To summarise, my key achievements and projects were:
- Udacity Full-Stack Nanodegree graduate.
- Built a portfolio with several projects (listed below).
- And saving the best until last, I managed to transition my career into professional web development by landing a fantastic role at as a Junior Full Stack Web Developer at Big Health.
- Neighbourhood Map (Knockout.js)
- Catalogue app (Python, Flask)
- Multi-user blog (Python)
- Pomodoro clock (React.js)
- Markdown previewer (React.js)
What I learned
Forming a habit
The habit of coding everyday is invaluable. It helps with learning. It also helped me to realise that coding everyday was a joy and not a chore.
Balancing work, life and studying (including the 100 day challenge) is hard. I wanted to make sure that whenever I was coding, I was efficient and actually coding. So taking the time to learn about workflow and how to make it more efficient is very worthwhile.

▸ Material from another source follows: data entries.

pub mod record;
pub mod trend;

pub use record::*;
pub use trend::*;
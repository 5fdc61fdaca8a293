use axum::{
    response::Html,
    routing::{get, post},
    Router,
};
use std::net::SocketAddr;
use tower_http::cors::{Any, CorsLayer};
use tracing::info;

use super::{api, AppState};

pub async fn start_server(state: AppState, port: u16) -> anyhow::Result<()> {
    let cors = CorsLayer::new()
        .allow_origin(Any)
        .allow_methods(Any)
        .allow_headers(Any);

    let app = Router::new()
        .route("/", get(serve_form))
        .route("/api/health", get(api::health_check))
        .route("/api/predict", post(api::post_predict))
        .route("/api/reload", post(api::post_reload))
        .layer(cors)
        .with_state(state);

    let addr = SocketAddr::from(([0, 0, 0, 0], port));
    info!("Prediction server starting on http://localhost:{}", port);

    let listener = tokio::net::TcpListener::bind(addr).await?;
    axum::serve(listener, app).await?;

    Ok(())
}

async fn serve_form() -> Html<&'static str> {
    Html(FORM_HTML)
}

const FORM_HTML: &str = r##"<!DOCTYPE html>
<html lang="en">
<head>
    <meta charset="UTF-8">
    <meta name="viewport" content="width=device-width, initial-scale=1.0">
    <title>Market Trend Predictor</title>
    <style>
        * { margin: 0; padding: 0; box-sizing: border-box; }
        body {
            font-family: -apple-system, BlinkMacSystemFont, 'Segoe UI', Roboto, sans-serif;
            background: #0f1419;
            color: #e7e9ea;
            min-height: 100vh;
            padding: 2rem;
        }
        h1 { color: #1da1f2; margin-bottom: 1.5rem; }
        .card {
            background: #16202a;
            border: 1px solid #2f3336;
            border-radius: 12px;
            padding: 1.5rem;
            max-width: 720px;
        }
        .grid { display: grid; grid-template-columns: repeat(3, 1fr); gap: 1rem; }
        @media (max-width: 768px) { .grid { grid-template-columns: 1fr; } }
        label { display: block; font-size: 0.8rem; color: #8b98a5; margin-bottom: 0.25rem; }
        input {
            width: 100%;
            padding: 0.5rem;
            background: #0f1419;
            border: 1px solid #2f3336;
            border-radius: 6px;
            color: #e7e9ea;
        }
        button {
            margin-top: 1.5rem;
            padding: 0.6rem 2rem;
            background: #1da1f2;
            border: none;
            border-radius: 6px;
            color: #fff;
            font-size: 1rem;
            cursor: pointer;
        }
        #result { margin-top: 1.5rem; font-size: 1.1rem; }
        .bearish { color: #f4212e; }
        .stable { color: #8b98a5; }
        .bullish { color: #00ba7c; }
        .error { color: #f4212e; }
        .probs { font-size: 0.9rem; color: #8b98a5; margin-top: 0.5rem; }
    </style>
</head>
<body>
    <h1>Market Trend Predictor</h1>
    <div class="card">
        <form id="predict-form">
            <div class="grid" id="fields"></div>
            <button type="submit">Predict Trend</button>
        </form>
        <div id="result"></div>
    </div>
    <script>
        const FIELDS = [
            ["Open", "Opening Price"], ["High", "High Price"], ["Low", "Low Price"],
            ["Close", "Closing Price"], ["Volume", "Volume"], ["Market_Cap", "Market Cap"],
            ["PE_Ratio", "PE Ratio"], ["Dividend_Yield", "Dividend Yield"],
            ["Volatility", "Volatility"], ["Sentiment_Score", "Sentiment Score (-1 to 1)"],
            ["MA5", "5-day Moving Average"], ["MA20", "20-day Moving Average"],
        ];
        const grid = document.getElementById('fields');
        for (const [name, label] of FIELDS) {
            const div = document.createElement('div');
            div.innerHTML = `<label for="${name}">${label}</label>
                <input id="${name}" name="${name}" type="number" step="any" required>`;
            grid.appendChild(div);
        }
        document.getElementById('predict-form').addEventListener('submit', async (e) => {
            e.preventDefault();
            const body = {};
            for (const [name] of FIELDS) {
                body[name] = parseFloat(document.getElementById(name).value);
            }
            const result = document.getElementById('result');
            try {
                const resp = await fetch('/api/predict', {
                    method: 'POST',
                    headers: { 'Content-Type': 'application/json' },
                    body: JSON.stringify(body),
                });
                const data = await resp.json();
                if (!resp.ok) {
                    result.innerHTML = `<span class="error">${data.error}</span>`;
                    return;
                }
                const p = data.probabilities;
                result.innerHTML = `Predicted trend:
                    <strong class="${data.trend.toLowerCase()}">${data.trend}</strong>
                    <div class="probs">
                        Bearish ${(p.Bearish * 100).toFixed(1)}% &middot;
                        Stable ${(p.Stable * 100).toFixed(1)}% &middot;
                        Bullish ${(p.Bullish * 100).toFixed(1)}%
                    </div>`;
            } catch (err) {
                result.innerHTML = `<span class="error">${err}</span>`;
            }
        });
    </script>
</body>
</html>"##;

Learning git and Gulp, setting-up an editor and other such things made me far more productive.
Read the docs
I remember the Catalogue Item project from my Nanodegree as the first real time that I was able to pretty much refer to official documentation to help build functionality for my app. Getting to grips with technical documentation and learning how to apply it to your own code was a big moment for me.
If you are like me and want to change career, then work as professionally as you can immediately. I soaked up lots of the Udacity free video courses to try and work on hygiene factors e.g. using git for version control, learning about and implementing good documentation practices (e.g. always have a README, and be thorough in what you document), using Gulp to automate my workflow etc. Read up on what professional web developers actual do and then attempt to replicate that for your coding. This is a key reason I originally switched from using Codepen (as suggested for a lot of the FreeCodeCamp exercises and projects) to Sublime Text, and git and GitHub.
The hard work starts now
The 100 day challenge taught me a lot. I used it as an opportunity to learn and help drive my focus to transitioning my career into becoming a professional web developer. Having completed the challenge and changed career, I now the hard work over my entire career starts now, and doesn’t end. I’ll blog more on making the transition and starting out as a junior developer in future posts.